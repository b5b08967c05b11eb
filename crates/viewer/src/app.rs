use anyhow::{Context as _, anyhow};
use glow::*;
use glutin::config::ConfigTemplateBuilder;
use glutin::context::{ContextApi, ContextAttributesBuilder, GlProfile, Version};
use glutin::display::GetGlDisplay;
use glutin::prelude::*;
use glutin::surface::{SurfaceAttributesBuilder, WindowSurface};
use glutin_winit::DisplayBuilder;
use raw_window_handle::HasWindowHandle;
use std::num::NonZeroU32;
use std::path::PathBuf;
use std::rc::Rc;
use std::sync::Arc;
use std::time::{Duration, Instant};
use tracing::{debug, error, info, warn};
use winit::application::ApplicationHandler;
use winit::event::{ElementState, MouseButton, MouseScrollDelta, WindowEvent};
use winit::event_loop::ActiveEventLoop;
use winit::keyboard::{KeyCode, PhysicalKey};
use winit::window::{Window, WindowId};

use renderer::renderer::save_framebuffer_to_file;
use renderer::{GpuResources, PhotonRenderer, Renderer, ShaderLibrary, TextureSliceRenderer};
use volume::ResourceSet;

use crate::camera::OrbitCamera;
use crate::config::ViewerConfig;

const THRESHOLD_STEP: f32 = 0.01;
const REPORT_INTERVAL: Duration = Duration::from_secs(2);

/// Save one frame after a fixed number of accumulation passes, then exit
#[derive(Debug, Clone)]
pub struct FrameCapture {
    pub path: PathBuf,
    pub after_frames: u32,
}

/// GL objects that live exactly as long as the context
struct GlScene {
    resources: GpuResources,
    photon: PhotonRenderer,
    slice: TextureSliceRenderer,
}

pub struct VolumeViewerApp {
    // Window and GL state
    window: Option<Window>,
    gl_context: Option<glutin::context::PossiblyCurrentContext>,
    gl_surface: Option<glutin::surface::Surface<WindowSurface>>,
    gl: Option<Arc<Context>>,

    // Rendering state
    scene: Option<GlScene>,
    resources: ResourceSet,
    camera: OrbitCamera,

    config: ViewerConfig,
    seed: u64,

    // Timing
    frame_count: u32,
    last_report: Instant,

    capture: Option<FrameCapture>,
}

impl VolumeViewerApp {
    pub fn new(
        config: ViewerConfig,
        resources: ResourceSet,
        seed: u64,
        capture: Option<FrameCapture>,
    ) -> Self {
        let camera = OrbitCamera::new(config.camera.distance, config.camera.fov_degrees);
        if let Some(capture) = &capture {
            info!(path = %capture.path.display(), frames = capture.after_frames, "will capture frame");
        }

        Self {
            window: None,
            gl_context: None,
            gl_surface: None,
            gl: None,
            scene: None,
            resources,
            camera,
            config,
            seed,
            frame_count: 0,
            last_report: Instant::now(),
            capture,
        }
    }

    fn init_gl(&mut self, event_loop: &ActiveEventLoop) -> anyhow::Result<()> {
        let window_attributes = Window::default_attributes()
            .with_title(&self.config.window.title)
            .with_inner_size(winit::dpi::LogicalSize::new(
                self.config.window.width,
                self.config.window.height,
            ));

        let template = ConfigTemplateBuilder::new()
            .with_alpha_size(8)
            .with_depth_size(24)
            .with_transparency(false);

        let display_builder = DisplayBuilder::new().with_window_attributes(Some(window_attributes));

        // glutin reports an error instead of an empty config list
        let (window, gl_config) = display_builder
            .build(event_loop, template, |configs| {
                configs
                    .reduce(|accum, config| {
                        if config.num_samples() > accum.num_samples() {
                            config
                        } else {
                            accum
                        }
                    })
                    .expect("glutin yields at least one config")
            })
            .map_err(|e| anyhow!("failed to create window: {e}"))?;

        let window = window.context("display builder created no window")?;
        let window_handle = window.window_handle()?.as_raw();
        let gl_display = gl_config.display();

        let context_attributes = ContextAttributesBuilder::new()
            .with_context_api(ContextApi::OpenGl(Some(Version::new(3, 3))))
            .with_profile(GlProfile::Core)
            .build(Some(window_handle));

        let gl_context = unsafe { gl_display.create_context(&gl_config, &context_attributes)? };

        let size = window.inner_size();
        let attrs = SurfaceAttributesBuilder::<WindowSurface>::new().build(
            window_handle,
            NonZeroU32::new(size.width).context("window has zero width")?,
            NonZeroU32::new(size.height).context("window has zero height")?,
        );

        let gl_surface = unsafe { gl_display.create_window_surface(&gl_config, &attrs)? };
        let gl_context = gl_context.make_current(&gl_surface)?;

        let gl = Arc::new(unsafe {
            Context::from_loader_function_cstr(|s| gl_display.get_proc_address(s))
        });
        info!("OpenGL context created");

        let shaders = Rc::new(ShaderLibrary::compile(&gl)?);
        let resources = GpuResources::upload(&gl, &self.resources)?;
        let photon = PhotonRenderer::new(
            &gl,
            Rc::clone(&shaders),
            self.config.photon,
            size.width,
            size.height,
            self.seed,
        )?;
        let mut slice = TextureSliceRenderer::new(&gl, shaders, self.config.slice.settings())?;
        slice.set_visible(self.config.slice.visible);

        info!("Volume viewer initialized");
        info!("Controls:");
        info!("  Left drag: orbit, scroll: zoom");
        info!("  B: toggle back-face culling, [ / ]: gradient threshold");
        info!("  P: toggle photon pass, L: toggle slice, R: restart accumulation");

        self.window = Some(window);
        self.gl_context = Some(gl_context);
        self.gl_surface = Some(gl_surface);
        self.gl = Some(gl);
        self.scene = Some(GlScene {
            resources,
            photon,
            slice,
        });
        Ok(())
    }

    /// Restart convergence at the current window size
    fn clear_accumulation(&mut self) {
        let (Some(window), Some(scene)) = (&self.window, &mut self.scene) else {
            return;
        };
        let size = window.inner_size();
        if let Err(e) = scene.photon.clear(size.width, size.height) {
            error!("Failed to clear photon accumulation: {}", e);
        }
        window.request_redraw();
    }

    fn handle_key(&mut self, event_loop: &ActiveEventLoop, key: KeyCode) {
        let Some(scene) = self.scene.as_mut() else {
            return;
        };

        match key {
            KeyCode::Escape => {
                self.cleanup();
                event_loop.exit();
                return;
            }
            KeyCode::KeyB => {
                let enabled = !scene.photon.settings().back_face_culling;
                scene.photon.set_back_face_culling(enabled);
                info!(enabled, "back-face culling");
            }
            KeyCode::BracketLeft | KeyCode::BracketRight => {
                let current = scene.photon.settings().gradient_threshold;
                let threshold = if key == KeyCode::BracketLeft {
                    (current - THRESHOLD_STEP).max(0.0)
                } else {
                    current + THRESHOLD_STEP
                };
                if let Err(e) = scene.photon.set_gradient_threshold(threshold) {
                    warn!("{}", e);
                    return;
                }
                info!(threshold, "gradient threshold");
            }
            KeyCode::KeyP => {
                let visible = !scene.photon.is_visible();
                scene.photon.set_visible(visible);
                info!(visible, "photon pass");
            }
            KeyCode::KeyL => {
                let visible = !scene.slice.is_visible();
                scene.slice.set_visible(visible);
                info!(visible, "slice");
                // The slice does not accumulate
                if let Some(window) = &self.window {
                    window.request_redraw();
                }
                return;
            }
            KeyCode::KeyR => {}
            _ => return,
        }

        self.clear_accumulation();
    }

    fn render(&mut self, event_loop: &ActiveEventLoop) {
        if self.camera.take_changed() {
            self.clear_accumulation();
        }

        let (Some(window), Some(gl), Some(gl_context), Some(gl_surface), Some(scene)) = (
            self.window.as_ref(),
            self.gl.as_ref(),
            self.gl_context.as_ref(),
            self.gl_surface.as_ref(),
            self.scene.as_mut(),
        ) else {
            return;
        };

        let size = window.inner_size();
        if size.width == 0 || size.height == 0 {
            return;
        }
        self.frame_count += 1;

        unsafe {
            gl.viewport(0, 0, size.width as i32, size.height as i32);
            gl.clear_color(0.0, 0.0, 0.0, 1.0);
            gl.clear(COLOR_BUFFER_BIT | DEPTH_BUFFER_BIT);
        }

        let frame = self.camera.frame_matrices(size.width, size.height);
        if let Err(e) = scene.photon.render(&frame, &scene.resources) {
            error!("Photon pass failed: {}", e);
        }
        scene.slice.render(&frame, &scene.resources);

        if self.last_report.elapsed() >= REPORT_INTERVAL {
            self.last_report = Instant::now();
            debug!(
                frames = self.frame_count,
                samples = scene.photon.sample_count(),
                "progressive refinement"
            );
        }

        // Capture before swap so the back buffer still holds the frame
        let progress = if scene.photon.is_visible() {
            scene.photon.sample_count()
        } else {
            self.frame_count
        };
        let capture_due = self
            .capture
            .as_ref()
            .is_some_and(|c| progress >= c.after_frames.max(1));
        if capture_due {
            if let Some(capture) = self.capture.take() {
                match unsafe { save_framebuffer_to_file(gl, size.width, size.height, &capture.path) } {
                    Ok(()) => info!(path = %capture.path.display(), "Frame saved"),
                    Err(e) => error!("Failed to save frame: {}", e),
                }
            }
        }

        if let Err(e) = gl_surface.swap_buffers(gl_context) {
            error!("Failed to swap buffers: {}", e);
        }

        if capture_due {
            self.cleanup();
            event_loop.exit();
            return;
        }

        window.request_redraw();
    }

    fn cleanup(&mut self) {
        debug!("Cleaning up GL resources");

        // GL objects delete themselves and need the context alive
        self.scene = None;

        // Surface must be released before context
        self.gl = None;
        self.gl_surface = None;
        self.gl_context = None;

        self.window = None;
    }
}

impl ApplicationHandler for VolumeViewerApp {
    fn resumed(&mut self, event_loop: &ActiveEventLoop) {
        if self.window.is_some() {
            return;
        }

        if let Err(e) = self.init_gl(event_loop) {
            error!("Failed to initialize viewer: {:#}", e);
            self.cleanup();
            event_loop.exit();
        }
    }

    fn window_event(
        &mut self,
        event_loop: &ActiveEventLoop,
        _window_id: WindowId,
        event: WindowEvent,
    ) {
        match event {
            WindowEvent::CloseRequested => {
                self.cleanup();
                event_loop.exit();
            }
            WindowEvent::Resized(size) => {
                if let (Some(gl_surface), Some(gl_context), Some(width), Some(height)) = (
                    self.gl_surface.as_ref(),
                    self.gl_context.as_ref(),
                    NonZeroU32::new(size.width),
                    NonZeroU32::new(size.height),
                ) {
                    gl_surface.resize(gl_context, width, height);
                }
                self.clear_accumulation();
            }
            WindowEvent::KeyboardInput { event, .. } => {
                if event.state == ElementState::Pressed && !event.repeat {
                    if let PhysicalKey::Code(key) = event.physical_key {
                        self.handle_key(event_loop, key);
                    }
                }
            }
            WindowEvent::MouseInput { state, button, .. } => {
                if button == MouseButton::Left {
                    self.camera.dragging = state == ElementState::Pressed;
                    if !self.camera.dragging {
                        self.camera.last_mouse_pos = None;
                    }
                }
            }
            WindowEvent::CursorMoved { position, .. } => {
                if self.camera.dragging {
                    if let Some((last_x, last_y)) = self.camera.last_mouse_pos {
                        let delta_x = position.x as f32 - last_x;
                        let delta_y = position.y as f32 - last_y;
                        self.camera.handle_mouse_drag(delta_x, delta_y);
                    }
                    self.camera.last_mouse_pos = Some((position.x as f32, position.y as f32));
                }
            }
            WindowEvent::MouseWheel { delta, .. } => {
                let scroll_delta = match delta {
                    MouseScrollDelta::LineDelta(_x, y) => y * 2.0,
                    MouseScrollDelta::PixelDelta(pos) => pos.y as f32 * 0.01,
                };
                self.camera.handle_scroll(scroll_delta);
            }
            WindowEvent::RedrawRequested => {
                self.render(event_loop);
            }
            _ => {}
        }
    }
}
◆ ◆ ◆ ◆
Pull each line that includes the word "MouseScrollDelta" out of the material above.

use winit::event::{ElementState, MouseButton, MouseScrollDelta, WindowEvent};
                    MouseScrollDelta::LineDelta(_x, y) => y * 2.0,
                    MouseScrollDelta::PixelDelta(pos) => pos.y as f32 * 0.01,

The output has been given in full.